PROBLEM DESCRIPTION:
The data below is to be returned in full and exactly.

(Beginning of DATASET CONTENT)

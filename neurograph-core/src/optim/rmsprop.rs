use crate::error::NeuroGraphError;
use crate::graph::Model;
use crate::optim::grad_clipping::clip_grad_norm;
use crate::optim::optimizer_trait::Optimizer;

/// Added to the running mean of squared gradients before the square root.
pub const RMSPROP_EPS: f32 = 1e-6;

/// One RMSProp update over flat slices.
///
/// `accum = decay * accum + (1 - decay) * g^2`, then
/// `params -= rate * g / sqrt(accum + eps)` where `rate` is `per_param_rate[i]`
/// when given and `base_rate` otherwise.
pub fn rmsprop(
    base_rate: f32,
    per_param_rate: Option<&[f32]>,
    decay: f32,
    gradient: &[f32],
    params: &mut [f32],
    accum: &mut [f32],
) {
    rmsprop_with_eps(base_rate, per_param_rate, decay, RMSPROP_EPS, gradient, params, accum)
}

pub(crate) fn rmsprop_with_eps(
    base_rate: f32,
    per_param_rate: Option<&[f32]>,
    decay: f32,
    eps: f32,
    gradient: &[f32],
    params: &mut [f32],
    accum: &mut [f32],
) {
    for (i, ((p, r), &g)) in params.iter_mut().zip(accum.iter_mut()).zip(gradient).enumerate() {
        let rate = per_param_rate.map_or(base_rate, |rates| rates[i]);
        *r = (1.0 - decay) * g * g + decay * *r;
        *p -= rate * g / (eps + *r).sqrt();
    }
}

#[derive(Clone, Debug, PartialEq)]
pub struct RmsPropHyperParams {
    pub lr: f32,
    pub decay: f32,
    pub eps: f32,
    /// Gradient L2-norm threshold applied before each update.
    pub clip: Option<f32>,
}

impl Default for RmsPropHyperParams {
    fn default() -> Self {
        RmsPropHyperParams {
            lr: 0.001,
            decay: 0.9,
            eps: RMSPROP_EPS,
            clip: None,
        }
    }
}

impl RmsPropHyperParams {
    pub fn validate(&self) -> Result<(), NeuroGraphError> {
        if self.lr <= 0.0 {
            return Err(NeuroGraphError::ConfigurationError("Learning rate must be positive".to_string()));
        }
        if !(0.0..1.0).contains(&self.decay) {
            return Err(NeuroGraphError::ConfigurationError("decay must be in [0.0, 1.0)".to_string()));
        }
        if self.eps <= 0.0 {
            return Err(NeuroGraphError::ConfigurationError("Epsilon must be positive".to_string()));
        }
        if let Some(clip) = self.clip {
            if clip <= 0.0 {
                return Err(NeuroGraphError::ConfigurationError(
                    "Gradient clipping threshold must be positive".to_string(),
                ));
            }
        }
        Ok(())
    }
}

/// RMSProp over a model's whole Parameter store.
///
/// The accumulator is created on the first step and must keep the same length.
#[derive(Debug, Clone)]
pub struct RmsProp {
    hyper: RmsPropHyperParams,
    per_param_rate: Option<Vec<f32>>,
    accum: Vec<f32>,
    iterations: u64,
}

impl RmsProp {
    pub fn new(hyper: RmsPropHyperParams) -> Result<Self, NeuroGraphError> {
        hyper.validate()?;
        Ok(RmsProp {
            hyper,
            per_param_rate: None,
            accum: Vec::new(),
            iterations: 0,
        })
    }

    /// Replaces the base rate with one rate per parameter.
    pub fn with_param_rates(mut self, rates: Vec<f32>) -> Self {
        self.per_param_rate = Some(rates);
        self
    }

    pub fn hyper_params(&self) -> &RmsPropHyperParams {
        &self.hyper
    }

    pub fn set_lr(&mut self, lr: f32) -> Result<(), NeuroGraphError> {
        let hyper = RmsPropHyperParams { lr, ..self.hyper.clone() };
        hyper.validate()?;
        self.hyper = hyper;
        Ok(())
    }

    pub fn accumulator(&self) -> &[f32] {
        &self.accum
    }

    pub fn iterations(&self) -> u64 {
        self.iterations
    }
}

impl Optimizer for RmsProp {
    fn step(&mut self, model: &mut dyn Model) -> Result<(), NeuroGraphError> {
        let (_, store) = model.split_mut();
        let n = store.x.len();
        if self.accum.is_empty() {
            self.accum = vec![0.0; n];
        }
        if self.accum.len() != n {
            return Err(NeuroGraphError::ConfigurationError(format!(
                "optimizer state covers {} parameters, model has {}",
                self.accum.len(),
                n
            )));
        }
        if let Some(rates) = &self.per_param_rate {
            if rates.len() != n {
                return Err(NeuroGraphError::ConfigurationError(format!(
                    "{} per-parameter rates given for {} parameters",
                    rates.len(),
                    n
                )));
            }
        }
        if let Some(threshold) = self.hyper.clip {
            clip_grad_norm(threshold, &mut store.g);
        }
        rmsprop_with_eps(
            self.hyper.lr,
            self.per_param_rate.as_deref(),
            self.hyper.decay,
            self.hyper.eps,
            &store.g,
            &mut store.x,
            &mut self.accum,
        );
        self.iterations += 1;
        Ok(())
    }

    fn reset(&mut self) {
        self.accum.clear();
        self.iterations = 0;
    }
}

(End of DATASET CONTENT)

ANSWER BOX:
filename neurograph-core/src/optim/rmsprop.rs
use crate::error::NeuroGraphError;
use crate::graph::Model;
use crate::optim::grad_clipping::clip_grad_norm;
use crate::optim::optimizer_trait::Optimizer;

/// Added to the running mean of squared gradients before the square root.
pub const RMSPROP_EPS: f32 = 1e-6;

/// One RMSProp update over flat slices.
///
/// `accum = decay * accum + (1 - decay) * g^2`, then
/// `params -= rate * g / sqrt(accum + eps)` where `rate` is `per_param_rate[i]`
/// when given and `base_rate` otherwise.
pub fn rmsprop(
    base_rate: f32,
    per_param_rate: Option<&[f32]>,
    decay: f32,
    gradient: &[f32],
    params: &mut [f32],
    accum: &mut [f32],
) {
    rmsprop_with_eps(base_rate, per_param_rate, decay, RMSPROP_EPS, gradient, params, accum)
}

pub(crate) fn rmsprop_with_eps(
    base_rate: f32,
    per_param_rate: Option<&[f32]>,
    decay: f32,
    eps: f32,
    gradient: &[f32],
    params: &mut [f32],
    accum: &mut [f32],
) {
    for (i, ((p, r), &g)) in params.iter_mut().zip(accum.iter_mut()).zip(gradient).enumerate() {
        let rate = per_param_rate.map_or(base_rate, |rates| rates[i]);
        *r = (1.0 - decay) * g * g + decay * *r;
        *p -= rate * g / (eps + *r).sqrt();
    }
}

#[derive(Clone, Debug, PartialEq)]
pub struct RmsPropHyperParams {
    pub lr: f32,
    pub decay: f32,
    pub eps: f32,
    /// Gradient L2-norm threshold applied before each update.
    pub clip: Option<f32>,
}

impl Default for RmsPropHyperParams {
    fn default() -> Self {
        RmsPropHyperParams {
            lr: 0.001,
            decay: 0.9,
            eps: RMSPROP_EPS,
            clip: None,
        }
    }
}

impl RmsPropHyperParams {
    pub fn validate(&self) -> Result<(), NeuroGraphError> {
        if self.lr <= 0.0 {
            return Err(NeuroGraphError::ConfigurationError("Learning rate must be positive".to_string()));
        }
        if !(0.0..1.0).contains(&self.decay) {
            return Err(NeuroGraphError::ConfigurationError("decay must be in [0.0, 1.0)".to_string()));
        }
        if self.eps <= 0.0 {
            return Err(NeuroGraphError::ConfigurationError("Epsilon must be positive".to_string()));
        }
        if let Some(clip) = self.clip {
            if clip <= 0.0 {
                return Err(NeuroGraphError::ConfigurationError(
                    "Gradient clipping threshold must be positive".to_string(),
                ));
            }
        }
        Ok(())
    }
}

/// RMSProp over a model's whole Parameter store.
///
/// The accumulator is created on the first step and must keep the same length.
#[derive(Debug, Clone)]
pub struct RmsProp {
    hyper: RmsPropHyperParams,
    per_param_rate: Option<Vec<f32>>,
    accum: Vec<f32>,
    iterations: u64,
}

impl RmsProp {
    pub fn new(hyper: RmsPropHyperParams) -> Result<Self, NeuroGraphError> {
        hyper.validate()?;
        Ok(RmsProp {
            hyper,
            per_param_rate: None,
            accum: Vec::new(),
            iterations: 0,
        })
    }

    /// Replaces the base rate with one rate per parameter.
    pub fn with_param_rates(mut self, rates: Vec<f32>) -> Self {
        self.per_param_rate = Some(rates);
        self
    }

    pub fn hyper_params(&self) -> &RmsPropHyperParams {
        &self.hyper
    }

    pub fn set_lr(&mut self, lr: f32) -> Result<(), NeuroGraphError> {
        let hyper = RmsPropHyperParams { lr, ..self.hyper.clone() };
        hyper.validate()?;
        self.hyper = hyper;
        Ok(())
    }

    pub fn accumulator(&self) -> &[f32] {
        &self.accum
    }

    pub fn iterations(&self) -> u64 {
        self.iterations
    }
}

impl Optimizer for RmsProp {
    fn step(&mut self, model: &mut dyn Model) -> Result<(), NeuroGraphError> {
        let (_, store) = model.split_mut();
        let n = store.x.len();
        if self.accum.is_empty() {
            self.accum = vec![0.0; n];
        }
        if self.accum.len() != n {
            return Err(NeuroGraphError::ConfigurationError(format!(
                "optimizer state covers {} parameters, model has {}",
                self.accum.len(),
                n
            )));
        }
        if let Some(rates) = &self.per_param_rate {
            if rates.len() != n {
                return Err(NeuroGraphError::ConfigurationError(format!(
                    "{} per-parameter rates given for {} parameters",
                    rates.len(),
                    n
                )));
            }
        }
        if let Some(threshold) = self.hyper.clip {
            clip_grad_norm(threshold, &mut store.g);
        }
        rmsprop_with_eps(
            self.hyper.lr,
            self.per_param_rate.as_deref(),
            self.hyper.decay,
            self.hyper.eps,
            &store.g,
            &mut store.x,
            &mut self.accum,
        );
        self.iterations += 1;
        Ok(())
    }

    fn reset(&mut self) {
        self.accum.clear();
        self.iterations = 0;
    }
}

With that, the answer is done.